Through a Glass Through Which We Cannot See
ourselves, a dead star is the only luminary
around for years. We see it a temple, then
sack it. I needed something, so I sang it.
O my Jupiter, magnetic war-dreamer who still
swings by & low-I couldn’t wear my red, red
storm on the bright outside for five hundred years.
I was a part, all surface, madly mirrored
across the world, just a stare, & kissing
back a false dreamer in the basement-shrine.
The sofa would make no amends for being an altar.
The moon, too, had to be hauled up from there; once
now forever a needle, she tattooed the sweeping rib of
sky with the shape of a young woman’s bark.
Once, I saw the alarming & cooled heart of myself,
the swallower & expert of damage but not of repair
in myself, & found new ways to give it all
away. Made a gun of two fingers & a thumb, jerked
to the throat, hunting & hunting & turning in the dark.
& O bright star of disaster, I have been lit.
Yearling & Armor
I am here, at last, dressed in plain mustard and tiger,
carrying on with my heart-claw and faulty calendar,
the old fetishes-spit and spice and the sea-loaded
behind my teeth. Another year, another armor,
though I was told otherwise. Another way of speaking:
What if the body had been a spell and he broke it. Or
a city, half-woken, and he blazed it.
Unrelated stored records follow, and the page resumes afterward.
//! # Issue Repository
//!
//! Access to raw staged issues and to the derived domain-layer issues.

use sea_orm::sea_query::OnConflict;
use sea_orm::{
    ColumnTrait, DatabaseConnection, EntityTrait, QueryFilter, QueryOrder, QuerySelect, Set,
};

use crate::error::RepositoryError;
use crate::models::issue::{self, Entity as Issue};
use crate::models::staged_issue::{self, Entity as StagedIssue};
use crate::scope::ScopeKey;

/// Repository for staged and derived issues
pub struct IssueRepository<'a> {
    db: &'a DatabaseConnection,
}

impl<'a> IssueRepository<'a> {
    pub fn new(db: &'a DatabaseConnection) -> Self {
        Self { db }
    }

    /// Write a staged issue the way a collector does: the latest pull overwrites the row
    pub async fn upsert_staged(&self, staged: staged_issue::Model) -> Result<(), RepositoryError> {
        let row = staged_issue::ActiveModel {
            connection_id: Set(staged.connection_id),
            issue_id: Set(staged.issue_id),
            scope_id: Set(staged.scope_id),
            issue_key: Set(staged.issue_key),
            type_id: Set(staged.type_id),
            created: Set(staged.created),
            resolution_date: Set(staged.resolution_date),
            fields: Set(staged.fields),
            updated_at: Set(staged.updated_at),
        };

        StagedIssue::insert(row)
            .on_conflict(
                OnConflict::columns([
                    staged_issue::Column::ConnectionId,
                    staged_issue::Column::IssueId,
                ])
                .update_columns([
                    staged_issue::Column::ScopeId,
                    staged_issue::Column::IssueKey,
                    staged_issue::Column::TypeId,
                    staged_issue::Column::Created,
                    staged_issue::Column::ResolutionDate,
                    staged_issue::Column::Fields,
                    staged_issue::Column::UpdatedAt,
                ])
                .to_owned(),
            )
            .exec_without_returning(self.db)
            .await
            .map_err(RepositoryError::database_error)?;

        Ok(())
    }

    /// One page of staged issues in issue id order, starting after `after_issue_id`
    pub async fn staged_page(
        &self,
        scope: &ScopeKey,
        after_issue_id: Option<&str>,
        limit: u64,
    ) -> Result<Vec<staged_issue::Model>, RepositoryError> {
        let mut query = StagedIssue::find()
            .filter(staged_issue::Column::ConnectionId.eq(scope.connection_id))
            .filter(staged_issue::Column::ScopeId.eq(scope.scope_id.as_str()));
        if let Some(after) = after_issue_id {
            query = query.filter(staged_issue::Column::IssueId.gt(after));
        }

        query
            .order_by_asc(staged_issue::Column::IssueId)
            .limit(limit)
            .all(self.db)
            .await
            .map_err(RepositoryError::database_error)
    }

    /// Insert or fully overwrite a derived issue
    pub async fn upsert_derived(&self, derived: issue::Model) -> Result<(), RepositoryError> {
        let row = issue::ActiveModel {
            connection_id: Set(derived.connection_id),
            issue_id: Set(derived.issue_id),
            scope_id: Set(derived.scope_id),
            issue_key: Set(derived.issue_key),
            std_type: Set(derived.std_type),
            effective_start: Set(derived.effective_start),
            effective_stop: Set(derived.effective_stop),
            duration_minutes: Set(derived.duration_minutes),
            updated_at: Set(derived.updated_at),
        };

        Issue::insert(row)
            .on_conflict(
                OnConflict::columns([issue::Column::ConnectionId, issue::Column::IssueId])
                    .update_columns([
                        issue::Column::ScopeId,
                        issue::Column::IssueKey,
                        issue::Column::StdType,
                        issue::Column::EffectiveStart,
                        issue::Column::EffectiveStop,
                        issue::Column::DurationMinutes,
                        issue::Column::UpdatedAt,
                    ])
                    .to_owned(),
            )
            .exec_without_returning(self.db)
            .await
            .map_err(RepositoryError::database_error)?;

        Ok(())
    }

    /// Look up one derived issue
    pub async fn find_derived(
        &self,
        connection_id: i64,
        issue_id: &str,
    ) -> Result<Option<issue::Model>, RepositoryError> {
        Issue::find_by_id((connection_id, issue_id.to_string()))
            .one(self.db)
            .await
            .map_err(RepositoryError::database_error)
    }

    /// Derived issues of a scope, in issue id order
    pub async fn derived_for_scope(
        &self,
        scope: &ScopeKey,
    ) -> Result<Vec<issue::Model>, RepositoryError> {
        Issue::find()
            .filter(issue::Column::ConnectionId.eq(scope.connection_id))
            .filter(issue::Column::ScopeId.eq(scope.scope_id.as_str()))
            .order_by_asc(issue::Column::IssueId)
            .all(self.db)
            .await
            .map_err(RepositoryError::database_error)
    }
}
Inside, a voice
prays for the bantam mouthing off at the anti-dawn
to silence or become other, entirely: fire
-bird feeding off ash, or a photograph of somebody
brave. What if my face had been a sign so I painted it,
time’s direction rolling back and back like a maiden’s
domesticating spine, and what the body had in store
for itself-potential seeds and starry cloves stacking the inner
shelf-was pulled into the mouth of the ocean. So on,
another city, new, almost. What if I knew I would pay
all for entrance, to be entranced, or else to almost
always be. And if I let hot ritual wrap its arms about me.
Then another, and another. And felt the body move again
like a mouthful of sea, or a yearling in the armory.